START SOURCE INFORMATION

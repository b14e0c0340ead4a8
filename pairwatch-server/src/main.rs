use chrono::{DateTime, Utc};
use futures::{SinkExt, StreamExt};
use pairwatch_core::{
    AlertField, AlertOp, AlertRuleSpec, ChannelPersist, EngineConfig, PairSpec, PairsEngine,
    PersistEvent, Tick, Timeframe,
};
use serde::Deserialize;
use smol_str::SmolStr;
use std::net::SocketAddr;
use std::sync::Arc;
use std::time::Duration;
use tokio::{
    net::{TcpListener, TcpStream},
    sync::{broadcast, mpsc},
};
use tokio_tungstenite::{accept_async, connect_async, tungstenite::Message};
use tracing::{debug, error, info, warn};
use url::Url;

/// Binance combined trade stream base URL.
/// Full form: wss://stream.binance.com:9443/stream?streams=btcusdt@trade/ethusdt@trade
const DEFAULT_FEED_URL: &str = "wss://stream.binance.com:9443/stream";

/// Reconnect backoff cap for the upstream feed.
const MAX_BACKOFF: Duration = Duration::from_secs(30);

/// One message of the Binance combined stream wrapper.
#[derive(Debug, Deserialize)]
struct CombinedStreamMessage {
    data: TradePayload,
}

/// Binance trade event. Price and quantity arrive as decimal strings.
#[derive(Debug, Deserialize)]
struct TradePayload {
    #[serde(rename = "E")]
    event_time: i64,
    #[serde(rename = "s")]
    symbol: String,
    #[serde(rename = "p")]
    price: String,
    #[serde(rename = "q")]
    quantity: String,
}

#[tokio::main]
async fn main() {
    // Initialize logging
    init_logging();

    info!("Starting pairwatch WebSocket server");

    let config = load_config();
    let feed_url = build_feed_url(&config);

    // Create broadcast channel for snapshot and alert artifacts
    // Configurable buffer size via WS_BUFFER_SIZE env var (default: 10,000)
    let buffer_size = std::env::var("WS_BUFFER_SIZE")
        .ok()
        .and_then(|s| s.parse().ok())
        .unwrap_or(10_000);

    info!("WebSocket broadcast buffer size: {}", buffer_size);
    let (outbound_tx, _rx) = broadcast::channel::<PersistEvent>(buffer_size);
    let outbound_tx = Arc::new(outbound_tx);

    // The engine forwards every immutable artifact over this channel; the
    // server relays snapshots and alerts to connected clients.
    let (sink, artifact_rx) = ChannelPersist::new();
    let mut engine =
        PairsEngine::spawn(config, Arc::new(sink)).expect("invalid engine configuration");

    tokio::spawn(forward_artifacts(artifact_rx, Arc::clone(&outbound_tx)));

    // Start WebSocket server
    // Configurable via WS_ADDR env var (default: 0.0.0.0:9001)
    let server_addr_str = std::env::var("WS_ADDR").unwrap_or_else(|_| "0.0.0.0:9001".to_string());
    let server_addr = server_addr_str
        .parse::<SocketAddr>()
        .unwrap_or_else(|_| "0.0.0.0:9001".parse().unwrap());
    let tx_clone = Arc::clone(&outbound_tx);
    tokio::spawn(async move {
        start_websocket_server(server_addr, tx_clone).await;
    });

    info!("WebSocket server listening on ws://{}", server_addr);
    info!("Clients can connect to receive live snapshots and alerts");

    tokio::select! {
        _ = run_feed(&mut engine, feed_url) => {}
        _ = tokio::signal::ctrl_c() => {
            info!("Shutdown signal received");
        }
    }

    engine.shutdown().await;
}

/// Load the engine configuration from CONFIG_PATH (JSON), or fall back to
/// the built-in btc/eth default.
fn load_config() -> EngineConfig {
    match std::env::var("CONFIG_PATH") {
        Ok(path) => {
            info!("Loading engine configuration from {}", path);
            let raw = std::fs::read_to_string(&path)
                .unwrap_or_else(|err| panic!("failed to read {path}: {err}"));
            EngineConfig::from_json_str(&raw).expect("invalid engine configuration")
        }
        Err(_) => {
            info!("CONFIG_PATH not set, using default configuration");
            default_config()
        }
    }
}

fn default_config() -> EngineConfig {
    let pair = PairSpec {
        symbol_a: SmolStr::new("btcusdt"),
        symbol_b: SmolStr::new("ethusdt"),
        timeframe: Timeframe::from_secs(60),
    };
    EngineConfig {
        timeframes: vec![Timeframe::from_secs(60)],
        window_capacity: 300,
        min_samples: 30,
        recompute_every: 64,
        adf_lags: 1,
        adf_min_samples: 60,
        adf_every: 5,
        max_clock_skew_ms: 120_000,
        bar_history: 1_000,
        pairs: vec![pair.clone()],
        rules: vec![AlertRuleSpec {
            pair,
            field: AlertField::Zscore,
            op: AlertOp::Gt,
            threshold: 2.0,
        }],
    }
}

/// Build the combined trade-stream URL for every distinct symbol the tracked
/// pairs reference.
fn build_feed_url(config: &EngineConfig) -> Url {
    let mut symbols: Vec<&str> = Vec::new();
    for pair in &config.pairs {
        for symbol in [&pair.symbol_a, &pair.symbol_b] {
            if !symbols.contains(&symbol.as_str()) {
                symbols.push(symbol.as_str());
            }
        }
    }

    let base = std::env::var("FEED_URL").unwrap_or_else(|_| DEFAULT_FEED_URL.to_string());
    let mut url = Url::parse(&base).expect("invalid FEED_URL");
    let streams = symbols
        .iter()
        .map(|symbol| format!("{symbol}@trade"))
        .collect::<Vec<_>>()
        .join("/");
    url.set_query(Some(&format!("streams={streams}")));
    url
}

/// Consume the upstream trade feed forever, reconnecting with doubling
/// backoff capped at 30s. The backoff resets after every successful connect.
async fn run_feed(engine: &mut PairsEngine, url: Url) {
    let mut backoff = Duration::from_secs(1);

    loop {
        info!("Connecting to trade feed at {}", url);
        match connect_async(url.as_str()).await {
            Ok((ws_stream, _)) => {
                info!("Trade feed connected");
                backoff = Duration::from_secs(1);

                let (_, mut feed) = ws_stream.split();
                while let Some(message) = feed.next().await {
                    match message {
                        Ok(Message::Text(text)) => handle_feed_message(engine, &text),
                        Ok(Message::Ping(_)) => {
                            // Tungstenite answers pings automatically
                            debug!("Received ping from trade feed");
                        }
                        Ok(Message::Close(frame)) => {
                            warn!("Trade feed closed: {:?}", frame);
                            break;
                        }
                        Ok(_) => {}
                        Err(err) => {
                            error!("Trade feed error: {}", err);
                            break;
                        }
                    }
                }
            }
            Err(err) => {
                error!("Trade feed connection failed: {}", err);
            }
        }

        warn!("Reconnecting to trade feed in {}s", backoff.as_secs());
        tokio::time::sleep(backoff).await;
        backoff = (backoff * 2).min(MAX_BACKOFF);
    }
}

/// Parse one feed message and push it through the engine. Bad messages are
/// logged and dropped without stopping the feed.
fn handle_feed_message(engine: &mut PairsEngine, text: &str) {
    // Combined-stream wrapper, or a bare payload on single-stream endpoints.
    let payload = match serde_json::from_str::<CombinedStreamMessage>(text) {
        Ok(message) => message.data,
        Err(_) => match serde_json::from_str::<TradePayload>(text) {
            Ok(payload) => payload,
            Err(err) => {
                // Subscription acks and other control messages land here.
                debug!("Ignoring non-trade feed message: {}", err);
                return;
            }
        },
    };

    let (Ok(price), Ok(quantity)) = (payload.price.parse::<f64>(), payload.quantity.parse::<f64>())
    else {
        warn!("Unparseable price/quantity in trade for {}", payload.symbol);
        return;
    };
    let time = DateTime::from_timestamp_millis(payload.event_time).unwrap_or_else(Utc::now);
    let tick = Tick::new(time, payload.symbol.to_lowercase(), price, quantity);

    match engine.feed_tick(&tick) {
        Ok(report) => {
            for bar in &report.completed {
                debug!(
                    "Completed bar {}@{} close {} volume {}",
                    bar.symbol, bar.timeframe, bar.close, bar.volume
                );
            }
        }
        Err(err) => {
            warn!("Tick rejected for {}: {}", tick.symbol, err);
        }
    }
}

/// Relay engine artifacts to the client broadcast channel. Bars are kept out
/// of the push feed; clients poll those through the query surface.
async fn forward_artifacts(
    mut rx: mpsc::UnboundedReceiver<PersistEvent>,
    tx: Arc<broadcast::Sender<PersistEvent>>,
) {
    while let Some(event) = rx.recv().await {
        match &event {
            PersistEvent::Bar(_) => continue,
            PersistEvent::Alert(alert) => {
                info!("ALERT {}: {}", alert.pair_id, alert.message);
            }
            PersistEvent::Snapshot(snapshot) => {
                debug!(
                    "Snapshot {} status {:?} samples {}",
                    snapshot.pair_id, snapshot.status, snapshot.sample_count
                );
            }
        }
        // Send errors just mean no client is connected.
        let _ = tx.send(event);
    }
}

/// Start WebSocket server that broadcasts snapshots and alerts to connected clients
async fn start_websocket_server(addr: SocketAddr, tx: Arc<broadcast::Sender<PersistEvent>>) {
    let listener = TcpListener::bind(&addr)
        .await
        .expect("Failed to bind WebSocket server");

    info!("WebSocket server bound to {}", addr);

    while let Ok((stream, peer_addr)) = listener.accept().await {
        info!("New WebSocket connection from {}", peer_addr);
        let tx = tx.clone();
        tokio::spawn(handle_client(stream, peer_addr, tx));
    }
}

/// Handle individual WebSocket client connection
async fn handle_client(
    stream: TcpStream,
    peer_addr: SocketAddr,
    tx: Arc<broadcast::Sender<PersistEvent>>,
) {
    let ws_stream = match accept_async(stream).await {
        Ok(ws) => ws,
        Err(e) => {
            error!("WebSocket handshake failed for {}: {}", peer_addr, e);
            return;
        }
    };

    info!("WebSocket handshake completed for {}", peer_addr);

    let (mut ws_sender, mut ws_receiver) = ws_stream.split();
    let mut rx = tx.subscribe();

    // Send welcome message
    let welcome = serde_json::json!({
        "type": "welcome",
        "message": "Connected to pairwatch snapshot feed",
        "timestamp": Utc::now()
    });
    if let Ok(msg) = serde_json::to_string(&welcome) {
        let _ = ws_sender.send(Message::Text(msg.into())).await;
    }

    // Spawn task to send artifacts to this client
    let mut send_task = tokio::spawn(async move {
        loop {
            match rx.recv().await {
                Ok(event) => {
                    if let Ok(json) = serde_json::to_string(&event) {
                        if ws_sender.send(Message::Text(json.into())).await.is_err() {
                            break;
                        }
                    }
                }
                Err(broadcast::error::RecvError::Lagged(skipped)) => {
                    // Client fell behind; log and continue, don't disconnect
                    warn!("Client {} lagged, skipped {} messages", peer_addr, skipped);
                    continue;
                }
                Err(broadcast::error::RecvError::Closed) => {
                    info!("Broadcast channel closed for {}", peer_addr);
                    break;
                }
            }
        }
    });

    // Handle incoming messages from client (e.g., ping/pong)
    let mut recv_task = tokio::spawn(async move {
        while let Some(msg) = ws_receiver.next().await {
            match msg {
                Ok(Message::Close(_)) => break,
                Ok(Message::Ping(_)) => {
                    debug!("Received ping from {}", peer_addr);
                }
                Ok(Message::Text(text)) => {
                    debug!("Received text from {}: {}", peer_addr, text);
                }
                Err(e) => {
                    error!("WebSocket error for {}: {}", peer_addr, e);
                    break;
                }
                _ => {}
            }
        }
    });

    // Wait for either task to complete
    tokio::select! {
        _ = &mut send_task => {
            info!("Send task completed for {}", peer_addr);
        }
        _ = &mut recv_task => {
            info!("Receive task completed for {}", peer_addr);
        }
    }

    info!("WebSocket connection closed for {}", peer_addr);
}

/// Initialize logging
fn init_logging() {
    tracing_subscriber::fmt()
        .with_env_filter(
            tracing_subscriber::EnvFilter::try_from_default_env()
                .unwrap_or_else(|_| tracing_subscriber::EnvFilter::new("info")),
        )
        .init();
}

#[cfg(test)]
mod tests {
    use super::*;

    #[test]
    fn test_trade_payload_parses_combined_stream_message() {
        let raw = r#"{
            "stream": "btcusdt@trade",
            "data": {"e":"trade","E":1700000000123,"s":"BTCUSDT","t":1,"p":"42000.50","q":"0.012"}
        }"#;
        let message: CombinedStreamMessage = serde_json::from_str(raw).unwrap();
        assert_eq!(message.data.symbol, "BTCUSDT");
        assert_eq!(message.data.event_time, 1_700_000_000_123);
        assert_eq!(message.data.price.parse::<f64>().unwrap(), 42_000.50);
        assert_eq!(message.data.quantity.parse::<f64>().unwrap(), 0.012);
    }

    #[test]
    fn test_feed_url_deduplicates_shared_legs() {
        let mut config = default_config();
        config.pairs.push(PairSpec {
            symbol_a: SmolStr::new("btcusdt"),
            symbol_b: SmolStr::new("solusdt"),
            timeframe: Timeframe::from_secs(60),
        });
        let url = build_feed_url(&config);
        assert_eq!(
            url.query(),
            Some("streams=btcusdt@trade/ethusdt@trade/solusdt@trade")
        );
    }
}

END SOURCE INFORMATION

WORK TO COMPLETE >> Go through the data and show each line that holds "TcpStream".

ANSWER BOX >>
    net::{TcpListener, TcpStream},
    stream: TcpStream,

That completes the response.